WORK ORDER: Across the records below, how many lines include the string "Optimistic"? Respond with the number only.

EXERCISE MATERIALS:

= = = = = = =

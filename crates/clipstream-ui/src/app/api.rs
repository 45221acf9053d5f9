//! API client context for sharing a singleton client instance.
//!
//! # Design
//! - Create exactly one API client per app boot.
//! - Update the session token via interior mutability to avoid
//!   rebuilding clients.

use crate::services::api::ApiClient;
use std::rc::Rc;

/// Shared API client context for UI services.
#[derive(Clone)]
pub(crate) struct ApiCtx {
    /// Singleton API client instance.
    pub client: Rc<ApiClient>,
}

impl ApiCtx {
    /// Create a new context with the configured base URL.
    pub(crate) fn new(base_url: impl Into<String>) -> Self {
        Self {
            client: Rc::new(ApiClient::new(base_url)),
        }
    }
}

impl PartialEq for ApiCtx {
    fn eq(&self, other: &Self) -> bool {
        Rc::ptr_eq(&self.client, &other.client)
    }
}
//! HTTP client over the platform REST API.
//!
//! # Design
//! - One client per app boot, shared through context; auth updates go
//!   through interior mutability instead of rebuilding the client.
//! - Non-2xx responses are decoded into the backend's problem document
//!   when possible so toasts carry its message.

use crate::services::error::{ApiError, classify_status};
use clipstream_api_models::ApiProblem;
use gloo_net::http::{Request, Response};
use serde::Serialize;
use serde::de::DeserializeOwned;
use std::cell::RefCell;

/// Shared HTTP client for the platform API.
#[derive(Debug)]
pub(crate) struct ApiClient {
    base_url: String,
    token: RefCell<Option<String>>,
}

impl ApiClient {
    /// Create a client rooted at the given base URL.
    pub(crate) fn new(base_url: impl Into<String>) -> Self {
        Self {
            base_url: base_url.into(),
            token: RefCell::new(None),
        }
    }

    /// Replace the bearer token attached to subsequent requests.
    pub(crate) fn set_token(&self, token: Option<String>) {
        *self.token.borrow_mut() = token;
    }

    fn url(&self, path: &str) -> String {
        format!("{}{}", self.base_url.trim_end_matches('/'), path)
    }

    fn with_auth(&self, mut request: Request) -> Request {
        if let Some(token) = self.token.borrow().as_ref() {
            request = request.header("Authorization", &format!("Bearer {token}"));
        }
        request
    }

    pub(crate) async fn get_json<T: DeserializeOwned>(&self, path: &str) -> Result<T, ApiError> {
        let response = self
            .with_auth(Request::get(&self.url(path)))
            .send()
            .await
            .map_err(|err| ApiError::network(err.to_string()))?;
        decode_json(check(response).await?).await
    }

    pub(crate) async fn post_empty(&self, path: &str) -> Result<(), ApiError> {
        let response = self
            .with_auth(Request::post(&self.url(path)))
            .send()
            .await
            .map_err(|err| ApiError::network(err.to_string()))?;
        check(response).await.map(|_| ())
    }

    pub(crate) async fn post_json<B: Serialize, T: DeserializeOwned>(
        &self,
        path: &str,
        body: &B,
    ) -> Result<T, ApiError> {
        let request = self
            .with_auth(Request::post(&self.url(path)))
            .json(body)
            .map_err(|err| ApiError::network(err.to_string()))?;
        let response = request
            .send()
            .await
            .map_err(|err| ApiError::network(err.to_string()))?;
        decode_json(check(response).await?).await
    }

    pub(crate) async fn patch_json<B: Serialize, T: DeserializeOwned>(
        &self,
        path: &str,
        body: &B,
    ) -> Result<T, ApiError> {
        let request = self
            .with_auth(Request::patch(&self.url(path)))
            .json(body)
            .map_err(|err| ApiError::network(err.to_string()))?;
        let response = request
            .send()
            .await
            .map_err(|err| ApiError::network(err.to_string()))?;
        decode_json(check(response).await?).await
    }

    pub(crate) async fn delete_empty(&self, path: &str) -> Result<(), ApiError> {
        let response = self
            .with_auth(Request::delete(&self.url(path)))
            .send()
            .await
            .map_err(|err| ApiError::network(err.to_string()))?;
        check(response).await.map(|_| ())
    }
}

async fn check(response: Response) -> Result<Response, ApiError> {
    if response.ok() {
        return Ok(response);
    }
    let status = response.status();
    let message = match response.json::<ApiProblem>().await {
        Ok(problem) => problem.message,
        Err(_) => format!("request failed with status {status}"),
    };
    Err(ApiError::new(classify_status(status), message))
}

async fn decode_json<T: DeserializeOwned>(response: Response) -> Result<T, ApiError> {
    response
        .json::<T>()
        .await
        .map_err(|err| ApiError::network(err.to_string()))
}
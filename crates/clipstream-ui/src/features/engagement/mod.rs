//! Optimistic engagement toggles (video likes, channel subscriptions).
//!
//! # Design
//! - One flow for every user-toggleable boolean+counter backed by the
//!   server: snapshot, speculate, dispatch, then commit or roll back.
//! - The slice transitions live in [`state`], the reconciliation laws in
//!   [`logic`]; both are DOM-free so the flow is unit-tested natively.
//! - The wire calls are deliberately thin: the server flips per-viewer
//!   state and adjusts the aggregate atomically, and the client only
//!   learns success or failure.

#[cfg(target_arch = "wasm32")]
pub mod api;
pub mod logic;
pub mod state;
//! Support inquiry feature state.
//!
//! # Design
//! - Keep form inputs as strings for lossless editing.
//! - Convert to shared API types only on submit.
//! - List rows are shared via `Rc` so selector clones stay cheap.

use crate::features::inquiries::logic::{parse_content, parse_title};
use clipstream_api_models::{
    Inquiry, InquiryCreateRequest, InquiryListResponse, InquiryUpdateRequest,
};
use std::rc::Rc;

/// Mutable inquiry editor state.
#[derive(Clone, Debug, PartialEq, Eq, Default)]
pub struct InquiryFormState {
    /// Subject line entered in the editor.
    pub title: String,
    /// Body text entered in the editor.
    pub content: String,
}

impl InquiryFormState {
    /// Build form state from an existing inquiry.
    #[must_use]
    pub fn from_entry(entry: &Inquiry) -> Self {
        Self {
            title: entry.title.clone(),
            content: entry.content.clone(),
        }
    }

    /// Convert the form into a create payload.
    ///
    /// # Errors
    /// Returns an error when the title or content is blank or too long.
    pub fn to_create_request(&self) -> Result<InquiryCreateRequest, String> {
        Ok(InquiryCreateRequest {
            title: parse_title(&self.title)?,
            content: parse_content(&self.content)?,
        })
    }

    /// Convert the form into an update payload.
    ///
    /// # Errors
    /// Returns an error when the title or content is blank or too long.
    pub fn to_update_request(&self) -> Result<InquiryUpdateRequest, String> {
        Ok(InquiryUpdateRequest {
            title: parse_title(&self.title)?,
            content: parse_content(&self.content)?,
        })
    }
}

/// Inquiry list/detail slice stored in the app state.
#[derive(Clone, Debug, PartialEq, Default)]
pub struct InquiriesState {
    /// Page of inquiries in listing order.
    pub items: Vec<Rc<Inquiry>>,
    /// One-based page index of the shown page.
    pub page: u32,
    /// Total pages reported by the API.
    pub total_pages: u32,
    /// Total inquiries for the account.
    pub total: u64,
    /// Inquiry opened in the detail view, when any.
    pub selected: Option<Rc<Inquiry>>,
    /// Whether a list fetch is outstanding.
    pub loading: bool,
}

/// Mark the list as fetching.
pub const fn begin_list_load(state: &mut InquiriesState) {
    state.loading = true;
}

/// Replace the listing page with a fetched response.
pub fn set_page(state: &mut InquiriesState, response: InquiryListResponse) {
    state.items = response.inquiries.into_iter().map(Rc::new).collect();
    state.page = response.page;
    state.total_pages = response.total_pages;
    state.total = response.total;
    state.loading = false;
}

/// Insert or replace an inquiry after a create/update call.
pub fn upsert(state: &mut InquiriesState, inquiry: Inquiry) {
    let entry = Rc::new(inquiry);
    if state.selected.as_ref().is_some_and(|sel| sel.id == entry.id) {
        state.selected = Some(Rc::clone(&entry));
    }
    if let Some(row) = state.items.iter_mut().find(|row| row.id == entry.id) {
        *row = entry;
    } else {
        state.items.insert(0, entry);
        state.total = state.total.saturating_add(1);
    }
}

/// Open an inquiry in the detail view.
pub fn set_selected(state: &mut InquiriesState, inquiry: Inquiry) {
    state.selected = Some(Rc::new(inquiry));
}

/// Close the detail view.
pub fn clear_selected(state: &mut InquiriesState) {
    state.selected = None;
}

/// Remove an inquiry after a delete call.
pub fn remove(state: &mut InquiriesState, id: u64) {
    let before = state.items.len();
    state.items.retain(|row| row.id != id);
    if state.items.len() < before {
        state.total = state.total.saturating_sub(1);
    }
    if state.selected.as_ref().is_some_and(|sel| sel.id == id) {
        state.selected = None;
    }
}

/// Drop the staff answer after a delete-answer call.
pub fn clear_answer(state: &mut InquiriesState, id: u64) {
    let strip = |inquiry: &Inquiry| {
        let mut next = inquiry.clone();
        next.answer = None;
        next.is_answered = false;
        next.answered_at = None;
        next
    };
    if let Some(row) = state.items.iter_mut().find(|row| row.id == id) {
        *row = Rc::new(strip(row));
    }
    if let Some(selected) = state.selected.take() {
        state.selected = Some(if selected.id == id {
            Rc::new(strip(&selected))
        } else {
            selected
        });
    }
}

#[cfg(test)]
mod tests {
    use super::{
        InquiriesState, InquiryFormState, clear_answer, remove, set_page, set_selected, upsert,
    };
    use chrono::{TimeZone, Utc};
    use clipstream_api_models::{Inquiry, InquiryListResponse, UserProfile};

    fn author() -> UserProfile {
        UserProfile {
            id: 5,
            nickname: "viewer5".to_string(),
            email: "viewer5@example.com".to_string(),
            profile_image: None,
        }
    }

    fn inquiry(id: u64, title: &str) -> Inquiry {
        Inquiry {
            id,
            title: title.to_string(),
            content: "body".to_string(),
            answer: None,
            is_answered: false,
            answered_at: None,
            created_at: Utc.timestamp_millis_opt(0).unwrap(),
            author: author(),
        }
    }

    fn answered(id: u64) -> Inquiry {
        Inquiry {
            answer: Some("done".to_string()),
            is_answered: true,
            answered_at: Some(Utc.timestamp_millis_opt(1_000).unwrap()),
            ..inquiry(id, "answered")
        }
    }

    #[test]
    fn form_round_trips_an_entry() {
        let entry = inquiry(11, "Playback stutters");
        let form = InquiryFormState::from_entry(&entry);
        let request = form.to_create_request().expect("request should parse");
        assert_eq!(request.title, "Playback stutters");
        assert_eq!(request.content, "body");
    }

    #[test]
    fn blank_form_is_rejected() {
        let form = InquiryFormState::default();
        assert!(form.to_create_request().is_err());
        assert!(form.to_update_request().is_err());
    }

    #[test]
    fn set_page_replaces_rows() {
        let mut state = InquiriesState {
            loading: true,
            ..InquiriesState::default()
        };
        set_page(
            &mut state,
            InquiryListResponse {
                inquiries: vec![inquiry(1, "a"), inquiry(2, "b")],
                total: 2,
                page: 1,
                total_pages: 1,
            },
        );
        assert_eq!(state.items.len(), 2);
        assert_eq!(state.total, 2);
        assert!(!state.loading);
    }

    #[test]
    fn upsert_prepends_new_and_replaces_existing() {
        let mut state = InquiriesState::default();
        upsert(&mut state, inquiry(1, "first"));
        upsert(&mut state, inquiry(2, "second"));
        assert_eq!(state.items[0].id, 2);
        assert_eq!(state.total, 2);
        upsert(&mut state, inquiry(1, "first, edited"));
        assert_eq!(state.total, 2);
        let edited = state.items.iter().find(|row| row.id == 1).expect("row 1");
        assert_eq!(edited.title, "first, edited");
    }

    #[test]
    fn upsert_refreshes_the_open_detail() {
        let mut state = InquiriesState::default();
        set_selected(&mut state, inquiry(1, "first"));
        upsert(&mut state, inquiry(1, "first, edited"));
        assert_eq!(
            state.selected.as_ref().map(|sel| sel.title.clone()),
            Some("first, edited".to_string())
        );
    }

    #[test]
    fn remove_drops_row_and_selection() {
        let mut state = InquiriesState::default();
        upsert(&mut state, inquiry(1, "first"));
        set_selected(&mut state, inquiry(1, "first"));
        remove(&mut state, 1);
        assert!(state.items.is_empty());
        assert!(state.selected.is_none());
        assert_eq!(state.total, 0);
    }

    #[test]
    fn clear_answer_strips_all_answer_fields() {
        let mut state = InquiriesState::default();
        upsert(&mut state, answered(3));
        set_selected(&mut state, answered(3));
        clear_answer(&mut state, 3);
        let row = state.items.first().expect("row");
        assert!(row.answer.is_none());
        assert!(!row.is_answered);
        assert!(row.answered_at.is_none());
        let selected = state.selected.as_ref().expect("selection");
        assert!(selected.answer.is_none());
    }
}
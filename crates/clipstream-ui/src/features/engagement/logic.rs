//! Optimistic toggle laws for engagement counters.
//!
//! # Design
//! - A toggle shows its new state immediately and reconciles once the
//!   network call resolves.
//! - Rollback restores the captured snapshot verbatim; it never inverts
//!   the speculative formula.
//! - Every remote failure kind reconciles the same way.

/// Displayed flag plus aggregate counter for one toggle surface.
#[derive(Clone, Copy, Debug, PartialEq, Eq, Default)]
pub struct ToggleState {
    /// Whether the viewer currently has the toggle engaged.
    pub active: bool,
    /// Aggregate count across all viewers; floored at zero.
    pub count: u64,
}

/// Pre-action capture used exclusively for rollback.
///
/// The inner value is private: a snapshot can only be taken from a live
/// state and read back whole, never edited or rebuilt.
#[derive(Clone, Copy, Debug, PartialEq, Eq)]
pub struct ToggleSnapshot(ToggleState);

impl ToggleSnapshot {
    /// Capture the displayed state ahead of a speculative write.
    #[must_use]
    pub const fn capture(state: ToggleState) -> Self {
        Self(state)
    }

    /// The exact state at capture time.
    #[must_use]
    pub const fn captured(self) -> ToggleState {
        self.0
    }
}

/// Progress of the toggle flow for one subject.
#[derive(Clone, Copy, Debug, PartialEq, Eq, Default)]
pub enum TogglePhase {
    /// No toggle call outstanding.
    #[default]
    Idle,
    /// A toggle call was dispatched and has not resolved yet.
    InFlight,
}

/// Next displayed state, written before the server confirms.
///
/// Engaging increments the counter, disengaging decrements it. The
/// counter saturates at zero even for inconsistent pre-states
/// (`active` with a zero count).
#[must_use]
pub const fn speculate(current: ToggleState) -> ToggleState {
    ToggleState {
        active: !current.active,
        count: if current.active {
            current.count.saturating_sub(1)
        } else {
            current.count.saturating_add(1)
        },
    }
}

/// Reconcile a resolved toggle call.
///
/// Success keeps the speculative value as final; any failure restores
/// the snapshot exactly as captured.
#[must_use]
pub const fn resolve<E>(
    snapshot: ToggleSnapshot,
    speculative: ToggleState,
    result: &Result<(), E>,
) -> ToggleState {
    match result {
        Ok(()) => speculative,
        Err(_) => snapshot.captured(),
    }
}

= = = = = = =

ANSWER SPACE: 2